Note: This film can't be reviewed without spoilers right from the get-go, so fair warning.

There are about a billion movies released each year, and even someone like myself, whose business is movies, can't see them all. Some of this year's biggest blockbusters and most talked-about art house films will undoubtedly slip by me. So it's certainly possible that director Zoe Cassavetes hasn't seen the film Before Sunset*, which came out three years ago. What's harder to believe is that none of the actors, crew members, or studio people involved with Broken English saw it either. If they had, surely they would have pulled her aside at some point and whispered in her ear that the ending of her film is, while not an actionable rip-off of Sunset's ending, close enough to make any audience member who has seen both films do a double-take. Let's put it this way -- a friend of mine who saw Broken English with me, and is only a casual movie watcher, actually perked up at the end and said 'Hey, isn't that what happened in that other Paris movie, with Ethan Hawke?" That's how similar the two are.

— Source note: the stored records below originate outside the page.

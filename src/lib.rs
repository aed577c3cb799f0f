//! WIT package resolution and canonical ABI calculation.
//!
//! This library loads parsed IDL documents into an arena-based type model,
//! resolves references across packages and versions, and computes how every
//! function crosses the component boundary: flattened core words, memory
//! layout, spill and return-pointer decisions, and the ownership and cleanup
//! protocol for strings, lists and resource handles.
//!
//! # Quick Start
//!
//! ```no_run
//! use wit_canon::prelude::*;
//!
//! # fn main() -> wit_canon::Result<()> {
//! let project = load_dirs(["wit/deps/geo", "wit"], "json")?;
//! let report = Report::for_world(&project, "ns:app/main")?;
//! for function in &report.functions {
//!     println!("{}: {:?}", function.name, function.abi.as_ref().map(|abi| &abi.flat_params));
//! }
//! # Ok(())
//! # }
//! ```
//!
//! # Modules
//!
//! - [`model`] - Names, versions, the type arena and package containers
//! - [`document`] - The parsed document tree (parser boundary)
//! - [`loader`] - Directory grouping and ingestion into the model
//! - [`resolve`] - Package and type reference resolution
//! - [`project`] - Loaded packages, type lookup and world expansion
//! - [`abi`] - Flattening, layout and function signatures
//! - [`marshal`] - Lowering, lifting, call simulation and instruction plans
//! - [`report`] - Serializable ABI reports for code emitters
//! - [`config`] - TOML configuration
//!
//! # Feature Flags
//!
//! - `logging` - Enable library-level tracing (consumers provide their own subscriber)
//! - `cli` - Enable the command-line interface binary and [`subscriber`]
//! - `full` - Enable all features

pub mod abi;
pub mod config;
pub mod document;
pub mod loader;
mod logging;
pub mod marshal;
pub mod model;
pub mod prelude;
pub mod project;
pub mod report;
pub mod resolve;
#[cfg(feature = "cli")]
pub mod subscriber;

mod error;

// Re-export the unified error type
pub use error::{Error, Result};

pub use abi::{CanonicalAbi, CanonicalAbiError, CoreType, FunctionAbi, LinearMemory};
pub use loader::{LoadError, load_dirs};
pub use marshal::{Value, WasmVal};
pub use model::{Type, TypeArena, TypeId};
pub use project::Project;
pub use resolve::ResolveError;
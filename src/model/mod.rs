//! The type model: names, versions, the type arena and package containers.
//!
//! The model is built once by the [`loader`](crate::loader) and is not
//! mutated afterwards. References between packages are kept as
//! [`Type::Custom`] and [`Type::Alias`] nodes and resolved lazily by the
//! [`resolve`](crate::resolve) module.

mod name;
mod package;
mod types;
mod version;

pub use name::{NameError, PackageName, PackageNameVersion};
pub use package::{
    Definitions, IncludeDecl, Interface, Package, PackageVersion, UseDecl, UseName, World,
    WorldItem, WorldItemKind,
};
pub use types::{
    AliasRef, Case, CustomRef, EnumType, Field, FlagsType, FunctionType, NamedFunction, Param,
    RecordType, ResourceType, ResultType, Type, TypeArena, TypeId, TypeName, VariantType,
};
pub use version::{ParseVersionError, SemanticVersion};
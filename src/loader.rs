//! Ingesting document trees into the type model.
//!
//! Documents are grouped by directory. Every file of a group that declares
//! a package must declare the same one; files without a declaration inherit
//! it. Type expressions become arena nodes, and every name that is not a
//! primitive becomes an unresolved [`Type::Custom`] or [`Type::Alias`] node
//! scoped to the interface or world it appears in, so forward references and
//! references into packages loaded later both work.

use std::collections::BTreeMap;
use std::path::{Path, PathBuf};

use thiserror::Error;

use crate::document::{Compound, Document, FuncSig, Item, NamedFunc, TypeExpr, WorldItemDecl};
use crate::logging::{debug, error, info};
use crate::model::{
    AliasRef, Case, CustomRef, Definitions, EnumType, Field, FlagsType, FunctionType,
    IncludeDecl, Interface, NameError, NamedFunction, Package, PackageName, PackageNameVersion,
    PackageVersion, Param, RecordType, ResourceType, Type, TypeArena, TypeId, TypeName, UseDecl,
    UseName, VariantType, World, WorldItem, WorldItemKind,
};
use crate::project::Project;

/// Default extension of document files.
pub const DEFAULT_EXTENSION: &str = "json";

/// Errors raised while reading and ingesting documents.
#[derive(Error, Debug)]
pub enum LoadError {
    #[error("Failed to read '{path}': {source}")]
    Io {
        path: String,
        #[source]
        source: std::io::Error,
    },

    #[error("Failed to parse document '{path}': {source}")]
    Json {
        path: String,
        #[source]
        source: serde_json::Error,
    },

    #[error(
        "Only a single package is allowed per directory. Found multiple packages: {first} and {second} in directory '{directory}'."
    )]
    MultiplePackages {
        first: String,
        second: String,
        directory: String,
    },

    #[error("Definitions in '{0}' are not inside any package")]
    MissingPackage(String),

    #[error("'{item}' is not allowed in {context}")]
    UnexpectedItem { item: &'static str, context: String },

    #[error("'{0}' does not name an interface or world inside a package")]
    InvalidReference(String),

    #[error(transparent)]
    Name(#[from] NameError),
}
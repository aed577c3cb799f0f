//! wit-canon command line tool.

use std::path::PathBuf;

use anyhow::{Context, bail};
use clap::{Args, Parser, Subcommand, ValueEnum};
use serde::Serialize;

use wit_canon::config::Config;
use wit_canon::marshal::Direction;
use wit_canon::project::{Project, WorldFunction};
use wit_canon::report::{Report, TypeReport};
use wit_canon::{loader, subscriber};

#[derive(Parser)]
#[command(name = "wit-canon")]
#[command(about = "Resolve WIT packages and compute canonical ABI layouts and marshaling plans")]
struct Cli {
    /// Path to a TOML configuration file.
    #[arg(short, long, global = true, env = "WIT_CANON_CONFIG")]
    config: Option<PathBuf>,

    /// Log filter directive, overriding the configuration (e.g. `wit_canon=debug`).
    #[arg(long, global = true)]
    log_level: Option<String>,

    #[command(subcommand)]
    command: Commands,
}

#[derive(Args)]
struct Sources {
    /// Source directories, one package per directory. Defaults to the
    /// configured `sources`.
    dirs: Vec<PathBuf>,

    /// Extension of document files inside the source directories.
    #[arg(long)]
    extension: Option<String>,
}

#[derive(Subcommand)]
enum Commands {
    /// Print the ABI report of every function in a world, or of every
    /// interface when no world is given
    Report {
        #[command(flatten)]
        sources: Sources,

        /// World to report, as `ns:pkg/world@version`
        #[arg(short, long)]
        world: Option<String>,
    },

    /// Print size, alignment and flattening of one type
    Layout {
        #[command(flatten)]
        sources: Sources,

        /// Qualified type, as `ns:pkg/iface.name@version`
        #[arg(short = 't', long = "type")]
        type_ref: String,
    },

    /// Print the lower/lift instruction plan of one world function
    Plan {
        #[command(flatten)]
        sources: Sources,

        /// World containing the function, as `ns:pkg/world@version`
        #[arg(short, long)]
        world: Option<String>,

        /// Function name, optionally prefixed by its module (`module#name`)
        #[arg(short, long)]
        function: String,

        /// Side of the boundary to plan for. Defaults to how the world
        /// uses the function.
        #[arg(short, long, value_enum)]
        direction: Option<DirectionArg>,
    },
}

#[derive(Debug, Clone, Copy, ValueEnum)]
enum DirectionArg {
    /// Lower arguments, call the import, lift results
    Import,
    /// Lift arguments, call the implementation, lower results
    Export,
}

impl From<DirectionArg> for Direction {
    fn from(arg: DirectionArg) -> Self {
        match arg {
            DirectionArg::Import => Direction::Import,
            DirectionArg::Export => Direction::Export,
        }
    }
}

fn load(config: &Config, sources: Sources) -> anyhow::Result<Project> {
    let dirs = if sources.dirs.is_empty() {
        config.sources.clone()
    } else {
        sources.dirs
    };
    if dirs.is_empty() {
        bail!("No source directories given on the command line or in the configuration");
    }
    let extension = sources.extension.as_deref().unwrap_or(&config.extension);
    let project = loader::load_dirs(&dirs, extension).context("Failed to load sources")?;
    Ok(project)
}

fn find_function<'w>(
    functions: &'w [WorldFunction],
    wanted: &str,
) -> anyhow::Result<&'w WorldFunction> {
    let matches: Vec<&WorldFunction> = functions
        .iter()
        .filter(|f| {
            f.name == wanted
                || f
                    .module
                    .as_ref()
                    .is_some_and(|module| format!("{module}#{}", f.name) == wanted)
        })
        .collect();
    match matches.as_slice() {
        [found] => Ok(*found),
        [] => bail!("Function '{wanted}' not found in world"),
        many => {
            let candidates: Vec<String> = many
                .iter()
                .map(|f| format!("{}#{}", f.module.as_deref().unwrap_or("$root"), f.name))
                .collect();
            bail!(
                "Function '{wanted}' is ambiguous, use one of: {}",
                candidates.join(", ")
            )
        }
    }
}

fn print_json(value: &impl Serialize) -> anyhow::Result<()> {
    println!("{}", serde_json::to_string_pretty(value)?);
    Ok(())
}

fn main() -> anyhow::Result<()> {
    let cli = Cli::parse();

    let config = match &cli.config {
        Some(path) => Config::from_file(path)?,
        None => Config::default(),
    };
    let mut logging = config.logging.clone();
    if let Some(level) = cli.log_level {
        logging.level = level;
    }
    subscriber::init(&logging)?;

    match cli.command {
        Commands::Report { sources, world } => {
            let project = load(&config, sources)?;
            let report = match world.or_else(|| config.world.clone()) {
                Some(world) => Report::for_world(&project, &world)
                    .with_context(|| format!("Failed to report world '{world}'"))?,
                None => Report::for_interfaces(&project)?,
            };
            tracing::info!(functions = report.functions.len(), "report ready");
            print_json(&report)
        }
        Commands::Layout { sources, type_ref } => {
            let project = load(&config, sources)?;
            let id = project.find_type(&type_ref)?;
            let layout = TypeReport::of(&project.abi(), id)
                .with_context(|| format!("Failed to lay out '{type_ref}'"))?;
            print_json(&layout)
        }
        Commands::Plan {
            sources,
            world,
            function,
            direction,
        } => {
            let project = load(&config, sources)?;
            let Some(world) = world.or_else(|| config.world.clone()) else {
                bail!("--world is required when no world is configured");
            };
            let functions = project.world_functions(&world)?;
            let found = find_function(&functions, &function)?;
            let direction = direction.map(Direction::from).unwrap_or(found.direction);
            let plan = project
                .abi()
                .plan(found.module.as_deref(), &found.name, found.func, direction)
                .with_context(|| format!("Failed to plan '{function}'"))?;
            print_json(&plan)
        }
    }
}
//! The parsed document tree handed over by an IDL parser.
//!
//! Documents are plain serde data, stored on disk as JSON. Nothing in the
//! tree is resolved: type expressions name other types by string and the
//! [`loader`](crate::loader) turns them into reference nodes.
//!
//! ```json
//! {
//!   "package": "ns:geo@1.0.0",
//!   "items": [
//!     { "kind": "interface", "name": "shapes", "items": [
//!       { "kind": "record", "name": "point",
//!         "fields": [{ "name": "x", "type": "s32" }, { "name": "y", "type": "s32" }] },
//!       { "kind": "func", "name": "area", "params": [{ "name": "p", "type": "point" }],
//!         "results": ["f64"] }
//!     ]}
//!   ]
//! }
//! ```

use serde::{Deserialize, Serialize};

/// One parsed source file.
#[derive(Debug, Clone, Default, PartialEq, Serialize, Deserialize)]
#[serde(deny_unknown_fields)]
pub struct Document {
    /// Package declaration of the file (`ns:name@1.0.0`), if any.
    #[serde(default, skip_serializing_if = "Option::is_none")]
    pub package: Option<String>,
    #[serde(default)]
    pub items: Vec<Item>,
    /// Explicit `package x { ... }` blocks.
    #[serde(default, skip_serializing_if = "Vec::is_empty")]
    pub packages: Vec<NestedPackage>,
}

impl Document {
    pub fn from_json(json: &str) -> Result<Self, serde_json::Error> {
        serde_json::from_str(json)
    }
}

#[derive(Debug, Clone, PartialEq, Serialize, Deserialize)]
#[serde(deny_unknown_fields)]
pub struct NestedPackage {
    pub package: String,
    #[serde(default)]
    pub items: Vec<Item>,
}

#[derive(Debug, Clone, PartialEq, Serialize, Deserialize)]
#[serde(tag = "kind", rename_all = "kebab-case")]
pub enum Item {
    Interface {
        name: String,
        #[serde(default)]
        items: Vec<Item>,
    },
    World {
        name: String,
        #[serde(default)]
        items: Vec<Item>,
    },
    Record {
        name: String,
        #[serde(default)]
        fields: Vec<FieldDecl>,
    },
    Variant {
        name: String,
        cases: Vec<CaseDecl>,
    },
    Enum {
        name: String,
        cases: Vec<String>,
    },
    Flags {
        name: String,
        #[serde(default)]
        flags: Vec<String>,
    },
    Resource {
        name: String,
        #[serde(default, skip_serializing_if = "Option::is_none")]
        constructor: Option<FuncSig>,
        #[serde(default)]
        methods: Vec<NamedFunc>,
        #[serde(default)]
        statics: Vec<NamedFunc>,
    },
    /// `type name = ty`
    Type {
        name: String,
        #[serde(rename = "type")]
        ty: TypeExpr,
    },
    /// `use from.{names}`; `from` is an interface name in the current
    /// scope or a qualified `ns:pkg/iface@version`.
    Use {
        from: String,
        names: Vec<UseItem>,
    },
    Func(NamedFunc),
    Import(WorldItemDecl),
    Export(WorldItemDecl),
    Include {
        world: String,
    },
}

impl Item {
    /// The item keyword, as written in diagnostics.
    pub fn keyword(&self) -> &'static str {
        match self {
            Item::Interface { .. } => "interface",
            Item::World { .. } => "world",
            Item::Record { .. } => "record",
            Item::Variant { .. } => "variant",
            Item::Enum { .. } => "enum",
            Item::Flags { .. } => "flags",
            Item::Resource { .. } => "resource",
            Item::Type { .. } => "type",
            Item::Use { .. } => "use",
            Item::Func(_) => "func",
            Item::Import(_) => "import",
            Item::Export(_) => "export",
            Item::Include { .. } => "include",
        }
    }
}

#[derive(Debug, Clone, PartialEq, Serialize, Deserialize)]
#[serde(deny_unknown_fields)]
pub struct FieldDecl {
    pub name: String,
    #[serde(rename = "type")]
    pub ty: TypeExpr,
}

#[derive(Debug, Clone, PartialEq, Serialize, Deserialize)]
#[serde(deny_unknown_fields)]
pub struct CaseDecl {
    pub name: String,
    #[serde(default, rename = "type", skip_serializing_if = "Option::is_none")]
    pub ty: Option<TypeExpr>,
}

#[derive(Debug, Clone, PartialEq, Serialize, Deserialize)]
#[serde(deny_unknown_fields)]
pub struct UseItem {
    pub name: String,
    /// `use x.{name as alias}`
    #[serde(default, rename = "as", skip_serializing_if = "Option::is_none")]
    pub alias: Option<String>,
}

#[derive(Debug, Clone, Default, PartialEq, Serialize, Deserialize)]
pub struct FuncSig {
    #[serde(default)]
    pub params: Vec<ParamDecl>,
    #[serde(default)]
    pub results: Vec<TypeExpr>,
}

#[derive(Debug, Clone, PartialEq, Serialize, Deserialize)]
pub struct NamedFunc {
    pub name: String,
    #[serde(flatten)]
    pub sig: FuncSig,
}

#[derive(Debug, Clone, PartialEq, Serialize, Deserialize)]
#[serde(deny_unknown_fields)]
pub struct ParamDecl {
    pub name: String,
    #[serde(rename = "type")]
    pub ty: TypeExpr,
}

/// Target of a world `import` or `export`.
#[derive(Debug, Clone, PartialEq, Serialize, Deserialize)]
#[serde(untagged)]
pub enum WorldItemDecl {
    /// `import name: func(...)`
    Function { name: String, func: FuncSig },
    /// `import name: interface { ... }`
    Inline { name: String, items: Vec<Item> },
    /// `import shapes` or `import ns:geo/shapes@1.0.0`
    Interface { interface: String },
}

/// A type as written in a document.
///
/// A string is a primitive keyword, `result` (the empty result), a local
/// identifier or a qualified `ns:pkg/iface/name@version`.
#[derive(Debug, Clone, PartialEq, Serialize, Deserialize)]
#[serde(untagged)]
pub enum TypeExpr {
    Name(String),
    Compound(Box<Compound>),
}

impl From<&str> for TypeExpr {
    fn from(name: &str) -> Self {
        TypeExpr::Name(name.to_string())
    }
}

#[derive(Debug, Clone, PartialEq, Serialize, Deserialize)]
#[serde(rename_all = "kebab-case", deny_unknown_fields)]
pub enum Compound {
    List(TypeExpr),
    Option(TypeExpr),
    Tuple(Vec<TypeExpr>),
    Result {
        #[serde(default, skip_serializing_if = "Option::is_none")]
        ok: Option<TypeExpr>,
        #[serde(default, skip_serializing_if = "Option::is_none")]
        err: Option<TypeExpr>,
    },
    Borrow(String),
    Own(String),
    Stream(Option<TypeExpr>),
    Future(Option<TypeExpr>),
    Func(FuncSig),
    Interface(String),
}

#[cfg(test)]
mod tests {
    use super::*;

    #[test]
    fn test_parse_interface_document() {
        let doc = Document::from_json(
            r#"{
                "package": "ns:geo@1.0.0",
                "items": [
                    { "kind": "interface", "name": "shapes", "items": [
                        { "kind": "record", "name": "point",
                          "fields": [{ "name": "x", "type": "s32" },
                                     { "name": "tags", "type": { "list": "string" } }] },
                        { "kind": "func", "name": "area",
                          "params": [{ "name": "p", "type": "point" }],
                          "results": [{ "result": { "ok": "f64" } }] }
                    ]}
                ]
            }"#,
        )
        .unwrap();
        assert_eq!(doc.package.as_deref(), Some("ns:geo@1.0.0"));
        let Some(Item::Interface { name, items }) = doc.items.first() else {
            panic!("expected interface");
        };
        assert_eq!(name, "shapes");
        assert_eq!(items.len(), 2);
        match items.get(1) {
            Some(Item::Func(func)) => {
                assert_eq!(func.name, "area");
                assert_eq!(
                    func.sig.results,
                    vec![TypeExpr::Compound(Box::new(Compound::Result {
                        ok: Some("f64".into()),
                        err: None,
                    }))]
                );
            }
            other => panic!("expected func, got {other:?}"),
        }
    }

    #[test]
    fn test_parse_world_items() {
        let doc = Document::from_json(
            r#"{
                "items": [
                    { "kind": "world", "name": "app", "items": [
                        { "kind": "import", "interface": "ns:geo/shapes@1.0.0" },
                        { "kind": "import", "name": "log", "func": { "params": [{ "name": "msg", "type": "string" }] } },
                        { "kind": "export", "name": "run", "items": [] },
                        { "kind": "include", "world": "base" }
                    ]}
                ]
            }"#,
        )
        .unwrap();
        let Some(Item::World { items, .. }) = doc.items.first() else {
            panic!("expected world");
        };
        assert!(matches!(
            items.first(),
            Some(Item::Import(WorldItemDecl::Interface { interface })) if interface == "ns:geo/shapes@1.0.0"
        ));
        assert!(matches!(
            items.get(1),
            Some(Item::Import(WorldItemDecl::Function { name, .. })) if name == "log"
        ));
        assert!(matches!(
            items.get(2),
            Some(Item::Export(WorldItemDecl::Inline { name, .. })) if name == "run"
        ));
        assert!(matches!(items.get(3), Some(Item::Include { world }) if world == "base"));
    }

    #[test]
    fn test_unknown_document_field_is_rejected() {
        assert!(Document::from_json(r#"{ "pakage": "ns:x" }"#).is_err());
    }
}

Putting that aside, the film is a passable -- sometimes more than passable -- romantic comedy about a Manhattanite named Nora, played by Parker Posey, whose fast-approaching collision with age 40 reminds her that she has very little in her life. Nora's job is something of a hospitality person at a fancy hotel -- early on we see her tending to whims of a flirty rock star played by Justin Theroux. Her dating life is a revolving door of disappointments and false starts with weirdos and barely-there guys who pay little attention to her, although on the plus side she does live in Manhattan so she at least gets taken to places like the Film Forum, which gets an extended cameo in the film.We actually get to see the theater's notoriously drink-holder-free armrests caught on film -- if only one of the characters had actually commented on it. And of course it goes without saying that there's a best-friend for Parker's character to lean on -- she's played by The Sopranos' Drea de Matteo, in a pretty straight-forward role.